To receive an email reminder closer to the date of the meeting, log in and click the "Sign up" button; log in and click "Cancel signup" at a later time if your schedule changes and you can no longer come. There's no obligation to come if you sign up (but we hope you will!). There's also no obligation to sign up in order to come (it's up to you if you want a reminder or not). However, the meeting could be canceled if the organizer isn't sure anyone is coming.
What
We spend two hours in a question and answer format, with the participants around a table and a laptop on a projector. Come with questions about a project you're working on, something you've learned that you'd like to share with others, a desire to improve Drupal in some way (documentation, programming, design, marketing etc.), or a desire to help others with their projects and questions. Or just come and listen and observe.
Who
Everyone is welcome -- the only prerequisite is having some interest in Drupal. This group is usually 5-10 friendly people, with experience levels ranging from novice to expert, so you'll fit right in.
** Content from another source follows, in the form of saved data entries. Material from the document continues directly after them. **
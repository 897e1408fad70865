//! Model location and tensor names.

use crate::common::*;

pub const DEFAULT_MODEL_DIR: &str = "../saved_model/";
pub const DEFAULT_INPUT_TENSOR: &str = "Placeholder:0";
pub const DEFAULT_OUTPUT_TENSOR: &str = "map_1/TensorArrayStack/TensorArrayGatherV3:0";
pub const DEFAULT_TAG: &str = "serve";

/// Files a SavedModel directory must contain, relative to the directory.
pub const MODEL_FILES: [&str; 3] = [
    "saved_model.pb",
    "variables/variables.index",
    "variables/variables.data-00000-of-00001",
];

#[derive(Debug, Clone, PartialEq, Eq)]
pub struct SessionConfig {
    pub model_dir: PathBuf,
    pub tag: String,
    pub input: TensorName,
    pub output: TensorName,
}

impl Default for SessionConfig {
    fn default() -> Self {
        Self {
            model_dir: PathBuf::from(DEFAULT_MODEL_DIR),
            tag: DEFAULT_TAG.to_owned(),
            input: TensorName::new("Placeholder", 0),
            output: TensorName::new("map_1/TensorArrayStack/TensorArrayGatherV3", 0),
        }
    }
}

/// Verify that `dir` holds a SavedModel graph with its variables.
pub fn check_model_dir(dir: &Path) -> Result<()> {
    ensure!(
        dir.is_dir(),
        "model directory '{}' does not exist",
        dir.display()
    );

    let missing: Vec<_> = MODEL_FILES
        .iter()
        .map(|file| dir.join(file))
        .filter(|path| !path.is_file())
        .collect();
    ensure!(
        missing.is_empty(),
        "invalid model directory '{}', missing {}",
        dir.display(),
        missing.iter().map(|path| path.display()).join(", ")
    );

    Ok(())
}

/// A graph tensor written as `op:index`. The index defaults to 0.
#[derive(Debug, Clone, PartialEq, Eq, Hash)]
pub struct TensorName {
    pub op: String,
    pub index: c_int,
}

impl TensorName {
    pub fn new(op: impl Into<String>, index: c_int) -> Self {
        Self {
            op: op.into(),
            index,
        }
    }
}

impl Display for TensorName {
    fn fmt(&self, f: &mut fmt::Formatter<'_>) -> fmt::Result {
        write!(f, "{}:{}", self.op, self.index)
    }
}

impl FromStr for TensorName {
    type Err = Error;

    fn from_str(text: &str) -> Result<Self, Self::Err> {
        let (op, index) = match text.rsplit_once(':') {
            Some((op, index)) => {
                let index: c_int = index
                    .parse()
                    .with_context(|| format!("invalid tensor index in '{}'", text))?;
                ensure!(index >= 0, "tensor index must be non-negative in '{}'", text);
                (op, index)
            }
            None => (text, 0),
        };
        ensure!(!op.is_empty(), "empty operation name in '{}'", text);
        Ok(Self::new(op, index))
    }
}

#[cfg(test)]
mod tests {
    use super::*;

    #[test]
    fn parse_tensor_name() -> Result<()> {
        assert_eq!(
            "Placeholder:0".parse::<TensorName>()?,
            TensorName::new("Placeholder", 0)
        );
        assert_eq!(
            "map_1/TensorArrayStack/TensorArrayGatherV3:2".parse::<TensorName>()?,
            TensorName::new("map_1/TensorArrayStack/TensorArrayGatherV3", 2)
        );
        assert_eq!("logits".parse::<TensorName>()?, TensorName::new("logits", 0));
        assert!("logits:x".parse::<TensorName>().is_err());
        assert!("logits:-1".parse::<TensorName>().is_err());
        assert!(":0".parse::<TensorName>().is_err());
        Ok(())
    }

    #[test]
    fn default_names_round_trip() -> Result<()> {
        let config = SessionConfig::default();
        assert_eq!(config.input, DEFAULT_INPUT_TENSOR.parse()?);
        assert_eq!(config.output, DEFAULT_OUTPUT_TENSOR.parse()?);
        assert_eq!(config.output.to_string(), DEFAULT_OUTPUT_TENSOR);
        Ok(())
    }

    #[test]
    fn check_layout() -> Result<()> {
        let dir = tempfile::tempdir()?;
        assert!(check_model_dir(&dir.path().join("absent")).is_err());
        assert!(check_model_dir(dir.path()).is_err());

        fs::create_dir(dir.path().join("variables"))?;
        for file in MODEL_FILES {
            fs::write(dir.path().join(file), b"")?;
        }
        check_model_dir(dir.path())?;

        fs::remove_file(dir.path().join("variables/variables.index"))?;
        let err = check_model_dir(dir.path()).unwrap_err();
        assert!(format!("{}", err).contains("variables.index"));
        Ok(())
    }
}
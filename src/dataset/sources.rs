// src/dataset/sources.rs

use crate::dataset::columns::RawTable;
use crate::errors::LoadError;
use rusqlite::types::ValueRef;
use rusqlite::{Connection, OpenFlags};
use std::path::Path;

const SQL_ALL_LISTINGS: &str = "SELECT * FROM real_estate";

/// Reads a CSV file with a header row.
pub fn read_csv(path: &Path) -> Result<RawTable, LoadError> {
    let mut reader = csv::ReaderBuilder::new()
        .trim(csv::Trim::All)
        .from_path(path)?;

    let headers = reader.headers()?.iter().map(str::to_string).collect();

    let mut rows = Vec::new();
    for record in reader.records() {
        let record = record?;
        rows.push(record.iter().map(str::to_string).collect());
    }

    Ok(RawTable { headers, rows })
}

/// Reads the `real_estate` table of a SQLite database, opened read-only.
pub fn read_sqlite(path: &Path) -> Result<RawTable, LoadError> {
    let conn = Connection::open_with_flags(path, OpenFlags::SQLITE_OPEN_READ_ONLY)?;
    let mut stmt = conn.prepare(SQL_ALL_LISTINGS)?;

    let headers: Vec<String> = stmt.column_names().iter().map(|s| s.to_string()).collect();
    let width = headers.len();

    let mapped = stmt.query_map([], |row| {
        (0..width)
            .map(|i| row.get_ref(i).map(cell_to_string))
            .collect::<Result<Vec<String>, _>>()
    })?;

    let mut rows = Vec::new();
    for r in mapped {
        rows.push(r?);
    }

    Ok(RawTable { headers, rows })
}

fn cell_to_string(value: ValueRef<'_>) -> String {
    match value {
        ValueRef::Null | ValueRef::Blob(_) => String::new(),
        ValueRef::Integer(i) => i.to_string(),
        ValueRef::Real(f) => f.to_string(),
        ValueRef::Text(t) => String::from_utf8_lossy(t).into_owned(),
    }
}
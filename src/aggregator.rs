// src/aggregator.rs

use crate::config::AppConfig;
use crate::sources::{
    ContextSource, DemographicsAdapter, ExternalRecord, FetchFailure, FetchResult, HttpClient,
    IncidentAdapter, LocationSelection, PlacesAdapter, SourceKind, WeatherAdapter,
};
use chrono::{DateTime, Utc};
use serde::Serialize;
use std::sync::Arc;
use std::thread;
use std::time::Instant;
use tracing::{info, info_span, warn};

const PANICKED: &str = "source panicked";

#[derive(Debug, Clone, PartialEq, Serialize)]
#[serde(tag = "status", rename_all = "snake_case")]
pub enum SourceOutcome {
    Ok { records: Vec<ExternalRecord> },
    NoData,
    Failed { failure: FetchFailure },
}

impl From<FetchResult> for SourceOutcome {
    fn from(result: FetchResult) -> Self {
        match result {
            Ok(records) if records.is_empty() => SourceOutcome::NoData,
            Ok(records) => SourceOutcome::Ok { records },
            Err(failure) => SourceOutcome::Failed { failure },
        }
    }
}

#[derive(Debug, Clone, PartialEq, Serialize)]
pub struct SourceReport {
    pub source: SourceKind,
    pub location_key: String,
    #[serde(flatten)]
    pub outcome: SourceOutcome,
}

impl SourceReport {
    pub fn records(&self) -> &[ExternalRecord] {
        match &self.outcome {
            SourceOutcome::Ok { records } => records,
            _ => &[],
        }
    }

    pub fn failure(&self) -> Option<&FetchFailure> {
        match &self.outcome {
            SourceOutcome::Failed { failure } => Some(failure),
            _ => None,
        }
    }
}

/// Everything the external sources said about one location, in
/// presentation order.
#[derive(Debug, Clone, Serialize)]
pub struct AggregatedContext {
    pub selection: LocationSelection,
    pub fetched_at: DateTime<Utc>,
    pub reports: Vec<SourceReport>,
}

impl AggregatedContext {
    pub fn records(&self) -> impl Iterator<Item = &ExternalRecord> {
        self.reports.iter().flat_map(|r| r.records().iter())
    }

    pub fn failures(&self) -> impl Iterator<Item = &FetchFailure> {
        self.reports.iter().filter_map(SourceReport::failure)
    }
}

/// Fans a location out to every external source and collects what comes back.
pub struct Aggregator {
    sources: Vec<Arc<dyn ContextSource>>,
}

impl Aggregator {
    /// `sources` are reported in the given order.
    pub fn new(sources: Vec<Arc<dyn ContextSource>>) -> Self {
        Self { sources }
    }

    /// Places, incidents, demographics, weather.
    pub fn from_config(config: &AppConfig, http: Arc<dyn HttpClient>) -> Self {
        let sources: Vec<Arc<dyn ContextSource>> = vec![
            Arc::new(PlacesAdapter::new(config.places.clone(), http.clone())),
            Arc::new(IncidentAdapter::new(config.incident_feeds(), http.clone())),
            Arc::new(DemographicsAdapter::new(config.demographics.clone(), http.clone())),
            Arc::new(WeatherAdapter::new(config.weather.clone(), http)),
        ];
        Self::new(sources)
    }

    /// Queries every source that covers `selection`, each on its own thread.
    /// A failing or panicking source only affects its own report.
    pub fn fetch_context(&self, selection: &LocationSelection) -> AggregatedContext {
        let started = Instant::now();

        let planned: Vec<(&Arc<dyn ContextSource>, String)> = self
            .sources
            .iter()
            .filter(|source| source.covers(selection))
            .map(|source| (source, source.location_key(selection)))
            .collect();

        let reports: Vec<SourceReport> = thread::scope(|scope| {
            let handles: Vec<_> = planned
                .iter()
                .map(|(source, key)| scope.spawn(move || run_source(source, key)))
                .collect();

            handles
                .into_iter()
                .zip(planned.iter())
                .map(|(handle, (source, key))| {
                    let result = handle
                        .join()
                        .unwrap_or_else(|_| Err(FetchFailure::new(source.kind(), PANICKED)));

                    if let Err(failure) = &result {
                        warn!(source = %failure.source, reason = %failure.reason, "source failed");
                    }

                    SourceReport {
                        source: source.kind(),
                        location_key: key.clone(),
                        outcome: result.into(),
                    }
                })
                .collect()
        });

        let context = AggregatedContext {
            selection: selection.clone(),
            fetched_at: Utc::now(),
            reports,
        };

        info!(
            city = %selection.city,
            state = %selection.state,
            sources = context.reports.len(),
            records = context.records().count(),
            failed = context.failures().count(),
            elapsed_ms = started.elapsed().as_millis() as u64,
            "context aggregated"
        );

        context
    }
}

fn run_source(source: &Arc<dyn ContextSource>, key: &str) -> FetchResult {
    let span = info_span!("source", source = %source.kind(), key);
    let _enter = span.enter();
    source.fetch(key)
}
Because of the size of the group, you will have time to share something you've learned, or get your questions answered, or both!

Comments

March, April, and May meetings

jhodgdon's picture

There's a small chance that I will not be able to make it to this March meeting. And I will almost certainly not be able to make it to the April or May meeting.

However, we will still have these meetings -- Shawn and Jon have offered to host if I am not there, and in particular for March, Jon has confirmed he will be at the meeting on the 16th. So, please come!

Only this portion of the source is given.